New Oxford American Dictionary

Physical Science Concepts in Action, Pearson

http://en.wikipedia.org

Physical Properties of Matter

Intro to Physics and Chemistry Index

General Chemistry Index

Physical Properties of Matter

A physical property is any attribute, quality, or characteristic of a material that can be observed or measured without changing the composition of the substances in the material. There are many different properties that can be observed. The following are some examples.

Viscosity

Viscosity is the tendency of a liquid to keep from flowing—its resistance to flowing.

viscosity

the degree to which something is thick, sticky, and semifluid in consistency, due to internal friction.

a quantity expressing the magnitude of internal friction, as measured by the force per unit area resisting a flow in which parallel layers unit distance apart have unit speed relative to one another.

One way to think about viscosity is to consider how "thick" a liquid is. Syrup is MORE viscous than water is.

The viscosity of a liquid usually decreases as its temperature goes up.

Conductivity

Conductivity is used to express how well a material allows heat or electricity to flow.

conductivity

the degree to which a specified material conducts electricity, calculated as the ratio of the current density in the material to the electric field that causes the flow of current. It is the reciprocal of the resistivity.

(also thermal conductivity)the rate at which heat passes through a specified material, expressed as the amount of heat that flows per unit time through a unit area with a temperature gradient of one degree per unit distance.

Materials that have high conductivity, such as metals, are called conductors.

Malleability

Malleability is the ability of a solid to be hammered without shattering.

malleable

(of a metal or other material) able to be hammered or pressed permanently out of shape without breaking or cracking.

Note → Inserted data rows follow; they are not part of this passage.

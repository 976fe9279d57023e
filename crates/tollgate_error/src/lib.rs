//! Error types for the Tollgate quota gateway.
//!
//! Every concern follows the same `ErrorKind` + wrapper struct pattern:
//! - `*ErrorKind` enum names the specific condition
//! - `*Error` struct wraps the kind with source location tracking
//! - constructors use `#[track_caller]` for automatic location capture
//!
//! All of them fold into [`TollgateError`], so callers can keep a quota
//! denial ([`TollgateErrorKind::TokenLimitExceeded`]) apart from
//! infrastructure faults such as a failed account lookup.
//!
//! # Examples
//!
//! ```
//! use tollgate_error::{StoreError, StoreErrorKind, TollgateResult};
//!
//! fn load() -> TollgateResult<u64> {
//!     Err(StoreError::new(StoreErrorKind::Unavailable("connection reset".into())))?
//! }
//!
//! let err = load().unwrap_err();
//! assert!(err.is_retryable());
//! assert!(err.deny_reason().is_none());
//! ```

#![forbid(unsafe_code)]
#![warn(missing_docs)]

mod billing;
mod config;
mod error;
mod json;
mod metered;
mod plan;
mod quota;
mod store;

pub use billing::{BillingError, BillingErrorKind};
pub use config::ConfigError;
pub use error::{TollgateError, TollgateErrorKind, TollgateResult};
pub use json::JsonError;
pub use metered::MeteredError;
pub use plan::{PlanError, PlanErrorKind};
pub use quota::{DenyReason, QuotaError};
pub use store::{StoreError, StoreErrorKind};
//! Command handlers.

use super::commands::Commands;
use serde_json::json;
use tollgate::{
    Account, Admission, JsonError, LocalDeployment, Metered, MeteredError, TenantId,
    TollgateResult, UsageReport,
};

/// Dispatch one command against the deployment.
pub async fn handle_command(
    local: &LocalDeployment,
    command: Commands,
    json: bool,
) -> TollgateResult<()> {
    let gateway = local.gateway();
    match command {
        Commands::Status { tenant } => {
            let account = gateway.refresh_account(&TenantId::from(tenant)).await?;
            print_account(&account, json)
        }

        Commands::Trial { tenant } => {
            let account = gateway.start_trial(&TenantId::from(tenant)).await?;
            print_account(&account, json)
        }

        Commands::Subscribe { tenant, tier } => {
            let (account, handle) = gateway.select_tier(&TenantId::from(tenant), tier).await?;
            if json {
                print_json(&json!({ "account": account, "subscription": handle }))
            } else {
                println!("Subscription requested: {}", handle.external_ref);
                if let Some(url) = &handle.confirmation_url {
                    println!("  Confirm at: {}", url);
                }
                print_account(&account, false)
            }
        }

        Commands::Cancel { tenant } => {
            let account = gateway.cancel_subscription(&TenantId::from(tenant)).await?;
            print_account(&account, json)
        }

        Commands::Check { tenant } => {
            let (account, admission) = gateway.check_and_reserve(&TenantId::from(tenant)).await?;
            let denied = match admission {
                Admission::Allow => None,
                Admission::Deny(reason) => Some(reason.to_string()),
            };
            if json {
                print_json(&json!({
                    "allowed": denied.is_none(),
                    "reason": denied,
                    "account": account,
                }))
            } else {
                match &denied {
                    None => println!("Allowed ({} tokens left)", account.remaining_tokens()),
                    Some(reason) => println!("Denied: {}", reason),
                }
                Ok(())
            }
        }

        Commands::Meter {
            tenant,
            tokens,
            fail,
        } => {
            let outcome = gateway
                .meter(&TenantId::from(tenant), || async move {
                    if fail {
                        Err(MeteredError::new("simulated operation failure"))
                    } else {
                        Ok(Metered::new((), UsageReport::total(tokens)))
                    }
                })
                .await?;
            if json {
                print_json(&json!({ "usage": outcome.usage, "account": outcome.account }))
            } else {
                println!("Charged {} tokens", outcome.usage.total_tokens);
                print_account(&outcome.account, false)
            }
        }

        Commands::Activate { tenant, tier } => {
            let account = local.activate(&TenantId::from(tenant), tier).await?;
            print_account(&account, json)
        }

        Commands::Deactivate { tenant } => {
            let account = local.deactivate(&TenantId::from(tenant)).await?;
            print_account(&account, json)
        }

        Commands::Journal { tenant } => {
            let tenant = tenant.map(TenantId::from);
            let records: Vec<_> = local
                .journal()
                .records()
                .await?
                .into_iter()
                .filter(|r| tenant.as_ref().is_none_or(|t| r.tenant_id() == t))
                .collect();
            if json {
                return print_json(&records);
            }
            for record in &records {
                let detail = match (record.usage(), record.error()) {
                    (Some(usage), _) => format!("{} tokens", usage.total_tokens),
                    (None, Some(error)) => error.clone(),
                    (None, None) => String::new(),
                };
                println!(
                    "{}  {:<12} {:<9} {}",
                    record.timestamp().format("%Y-%m-%d %H:%M:%S"),
                    record.tenant_id(),
                    record.status(),
                    detail
                );
            }
            println!("Total: {} records", records.len());
            Ok(())
        }
    }
}

fn print_account(account: &Account, json: bool) -> TollgateResult<()> {
    if json {
        return print_json(account);
    }

    println!("Tenant: {}", account.tenant_id);
    println!("{:-<60}", "");
    println!("  Plan:        {}", account.plan);
    println!(
        "  Usage:       {} / {} tokens",
        account.token_usage, account.token_limit
    );
    println!("  Trial days:  {}", account.trial_days_left);
    println!(
        "  Last reset:  {}",
        account.last_reset.format("%Y-%m-%d %H:%M:%S UTC")
    );
    if let Some(external_ref) = &account.subscription_ref {
        println!("  Billing ref: {}", external_ref);
    }
    for entry in &account.plan_log {
        println!(
            "  {}  {}",
            entry.timestamp.format("%Y-%m-%d %H:%M:%S"),
            entry.action
        );
    }
    Ok(())
}

fn print_json<T: serde::Serialize + ?Sized>(value: &T) -> TollgateResult<()> {
    let json = serde_json::to_string_pretty(value).map_err(|e| JsonError::new(e.to_string()))?;
    println!("{}", json);
    Ok(())
}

Most metals malleable to a greater degree than are other things, like ice or glass.

Hardness

Hardness of a material relates to the degree to which its surface can be penetrated. For an object to scratch another object, it must be made of a material that has more hardness then the other.

hardness

a measure of how resistant solid matter is to various kinds of permanent shape change when a compressive force is applied.

Melting and Boiling Points

The melting point is the temperature at which a substance changes from solid to liquid. This same temperature is also the point at which the substance changes from a liquid to solid (freezing point).

The boiling point is the temperature at which a substance changes from a liquid to a gas. At this same temperature, gases condense into a liquid (condensation point).

Density

Density is the ratio of a substance's mass to its volume and can be expressed mathematically as D=M/V. Density results from the number of protons, neutrons, and electrons in the atoms that make up the substances and how closely they are arranged to each other either in the substance.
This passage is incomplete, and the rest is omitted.